Bad hair day? Neutrogena has the solution

Agency/media company

Agency/media company

Palmer Jarvis DDB/OMD

Client

Johnson & Johnson

Brand

Neutrogena

Media budget

More than $1 million

Media used

Consumer magazines

Timing

January through December, 2001

Media team

Lori Gibb, VP, group media director

Pallavi Sodhi, group account director

Edith Rosa, account supervisor

The background

Johnson & Johnson’s Neutrogena brand competes in the cut-throat skin-care category. Key competitors outspend Neutrogena and, in many cases, enjoy a halo effect from their cosmetic businesses. These competitors often seem to dominate the consumer’s field of vision with frequent double page spreads and tip-on samples.

Neutrogena is a well-known and trusted brand name overall, but it has many products under its umbrella. These sub-brands are less known, and many go unsupported. Additionally, with most creative executions coming from the U.S., flexibility is limited and production dollars are scarce. However, Neutrogena does enjoy strong dermatological endorsement and a positive ‘healthy’ brand image that we believed could be used to our advantage.

Given the competitive environment, it was clear that we needed to find ways to make the brand stand out, particularly in the busy magazine setting. We also had to find a creative way of supporting the many sub-brands and multiple SKUs attached to each product line. We determined that the best way to do this was to leverage our ownable equity: that Neutrogena is ‘Dermatologist Recommended.’

But instead of just saying that in our ads, we decided to demonstrate it to our target. To do this, we created a platform of skin-care expertise, delivered through a consumer-relevant medium.

The plan

Magazines became the natural choice to carry our message because of their powerful connection with their readers and strong heritage as an information source.

Working with magazine partners Canadian Living, Coup de Pouce and Clin D’Oeil, we created a series of full-page and one-third-page advertorials titled ‘Ask the Expert.’ These advertorials complemented the existing product-focused brand ads by providing our target with answers to skin- and hair-care concerns while positioning Neutrogena as the skin-care authority.

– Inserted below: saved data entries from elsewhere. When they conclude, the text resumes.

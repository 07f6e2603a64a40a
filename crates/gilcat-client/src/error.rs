//! Error taxonomy for the access layer.
//!
//! Every failure is classified once, at the transport boundary, into a
//! retryable or terminal kind; [`crate::retry::RetryPolicy`] consults the
//! classification instead of replaying blindly.

use std::time::Duration;

use serde::Deserialize;
use thiserror::Error;

#[derive(Debug, Error)]
pub enum Error {
  /// The request exceeded its configured deadline. Always distinguishable
  /// from a server-returned failure.
  #[error("request timed out after {after:?}")]
  Timeout { after: Duration },

  /// A 4xx response carrying field-level validation messages.
  #[error("validation failed ({}): {}", .status, .messages.join("\n"))]
  Validation { status: u16, messages: Vec<String> },

  /// Any other non-2xx response, with a best-effort message from the
  /// body.
  #[error("server error ({status}): {message}")]
  Http { status: u16, message: String },

  /// Transport failure before any response (DNS, refused, offline).
  #[error("network error: {0}")]
  Network(#[source] reqwest::Error),

  /// A 2xx body that does not decode as the expected envelope.
  #[error("decoding response: {0}")]
  Decode(#[from] serde_json::Error),

  /// A 2xx envelope with `success: false`.
  #[error("api error: {message}")]
  Api { message: String },

  /// A draft rejected locally, before any request was made.
  #[error(transparent)]
  Draft(#[from] gilcat_core::Error),
}

impl Error {
  /// Whether replaying the request could plausibly succeed.
  ///
  /// Timeouts, transport failures, and 5xx responses are transient.
  /// Validation and other 4xx failures will never succeed on replay and
  /// are surfaced immediately, as are local and decode failures.
  pub fn is_retryable(&self) -> bool {
    match self {
      Error::Timeout { .. } | Error::Network(_) => true,
      Error::Http { status, .. } => *status >= 500,
      Error::Validation { .. }
      | Error::Decode(_)
      | Error::Api { .. }
      | Error::Draft(_) => false,
    }
  }
}

pub type Result<T, E = Error> = std::result::Result<T, E>;

// ─── Error-body decoding ─────────────────────────────────────────────────────

/// Best-effort shape of a non-2xx JSON body.
#[derive(Debug, Deserialize)]
struct ErrorBody {
  error:   Option<ErrorInfo>,
  message: Option<String>,
}

#[derive(Debug, Deserialize)]
struct ErrorInfo {
  message: Option<String>,
  #[serde(default)]
  details: Vec<ErrorDetail>,
}

#[derive(Debug, Deserialize)]
struct ErrorDetail {
  message: String,
}

/// Turn a non-2xx status and raw body into the matching [`Error`].
///
/// Precedence: `error.details[]` on a 4xx becomes [`Error::Validation`];
/// otherwise `error.message`, then the top-level `message`, then the raw
/// text. The body is parsed as JSON at most once.
pub(crate) fn classify_failure(status: u16, body: &str) -> Error {
  if let Ok(parsed) = serde_json::from_str::<ErrorBody>(body) {
    if let Some(info) = parsed.error {
      if (400..500).contains(&status) && !info.details.is_empty() {
        return Error::Validation {
          status,
          messages: info.details.into_iter().map(|d| d.message).collect(),
        };
      }
      if !info.details.is_empty() {
        let message = info
          .details
          .into_iter()
          .map(|d| d.message)
          .collect::<Vec<_>>()
          .join("\n");
        return Error::Http { status, message };
      }
      if let Some(message) = info.message {
        return Error::Http { status, message };
      }
    }
    if let Some(message) = parsed.message {
      return Error::Http { status, message };
    }
  }
  let body = body.trim();
  let message = if body.is_empty() {
    "no response body".to_string()
  } else {
    body.to_string()
  };
  Error::Http { status, message }
}
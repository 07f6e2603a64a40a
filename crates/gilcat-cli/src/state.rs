//! CLI-owned persistent state: the auth token and the recent-search ring.
//!
//! The access layer only ever reads the token (through
//! [`gilcat_client::FileTokenStore`]); these helpers are the one place
//! that writes it.

use std::path::PathBuf;

use anyhow::{Context, Result};
use gilcat_core::recent::RecentSearches;

const RECENT_CAPACITY: usize = 10;

/// Directory for gilcat state files: `$GILCAT_STATE_DIR` when set, else
/// `~/.config/gilcat`.
pub fn state_dir() -> Result<PathBuf> {
  if let Ok(dir) = std::env::var("GILCAT_STATE_DIR")
    && !dir.is_empty()
  {
    return Ok(PathBuf::from(dir));
  }
  let home = std::env::var("HOME").context("HOME is not set")?;
  Ok(PathBuf::from(home).join(".config").join("gilcat"))
}

pub fn token_path() -> Result<PathBuf> {
  Ok(state_dir()?.join("token"))
}

pub fn save_token(token: &str) -> Result<()> {
  let path = token_path()?;
  if let Some(parent) = path.parent() {
    std::fs::create_dir_all(parent)
      .with_context(|| format!("creating {}", parent.display()))?;
  }
  std::fs::write(&path, token)
    .with_context(|| format!("writing {}", path.display()))
}

pub fn clear_token() -> Result<()> {
  match std::fs::remove_file(token_path()?) {
    Ok(()) => Ok(()),
    Err(e) if e.kind() == std::io::ErrorKind::NotFound => Ok(()),
    Err(e) => Err(e).context("removing token file"),
  }
}

fn recent_path() -> Result<PathBuf> {
  Ok(state_dir()?.join("recent-searches.json"))
}

/// Load the persisted search history; unreadable state starts fresh.
pub fn load_recent() -> RecentSearches {
  let Ok(path) = recent_path() else {
    return RecentSearches::new(RECENT_CAPACITY);
  };
  std::fs::read_to_string(path)
    .ok()
    .and_then(|raw| serde_json::from_str(&raw).ok())
    .unwrap_or_else(|| RecentSearches::new(RECENT_CAPACITY))
}

pub fn save_recent(recent: &RecentSearches) -> Result<()> {
  let path = recent_path()?;
  if let Some(parent) = path.parent() {
    std::fs::create_dir_all(parent)
      .with_context(|| format!("creating {}", parent.display()))?;
  }
  let raw =
    serde_json::to_string(recent).context("serialising search history")?;
  std::fs::write(&path, raw)
    .with_context(|| format!("writing {}", path.display()))
}
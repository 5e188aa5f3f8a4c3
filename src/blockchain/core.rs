// core.rs splits responsibilities into submodules for easier maintenance.
pub mod block;
pub mod chain;
pub mod validation;

pub use block::*;
pub use chain::*;
pub use validation::*;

Running the advertorials throughout the year gave us consistent reinforcement of this expert positioning and also afforded us the means to support multiple product lines and SKUs.

Our partners provided layout and production services, thus stretching our budget, and also tailored the tone of the pieces to relate to the specific magazines. They worked closely with the brand and agency team to ensure the messages were consistent with our overall brand image.

Another key benefit of the advertorial series was its ability to increase our physical presence in the magazines, enabling Neutrogena to compete with larger brands.

Beyond ‘Ask the Expert,’ we also worked with the magazines to develop some stand-alone feature communication pieces.

‘Meet Nancy, Nora and Natasha’ was a four-page ROP section highlighting three beautiful women with different skin and hair care needs. Each page offered us the opportunity to link products to specific concerns and reinforce Neutrogena as the solution provider, in line with our strategic platform.

Lastly, an outsert developed for Clin D’Oeil magazine literally stood out of the magazine. The large format caught the reader’s attention and opened the magazine to our brand ad. Both supported a new product launch, providing the means to further explain the product and its benefits in an exciting manner.

The results

Neutrogena enjoyed a successful year in 2001. Our three key categories of cleansing, moisturizing and acne all posted share gains of 3% to 15%.

Qualitatively, the response to the ‘Ask the Expert’ series has been strong and both the ROP section and outsert were key contributors to the successful launch of new products. In fact, the Clin D’Oeil issue with our oversized outsert delivered the highest newsstand sales for that issue in the past four years.

Judges’ verdict

‘A full leveraging of magazine’s traditional strengths: targeting, reach, depth of sale, timing and the halo of contextual authority. Nice to see magazine planning step out of the adjunctive mode. Not a big hook, perhaps – but sometimes you win by doing a lot of little things very well.’

‘Good use of the medium: the plan delivered on the objectives and used publications as partners, versus suppliers.’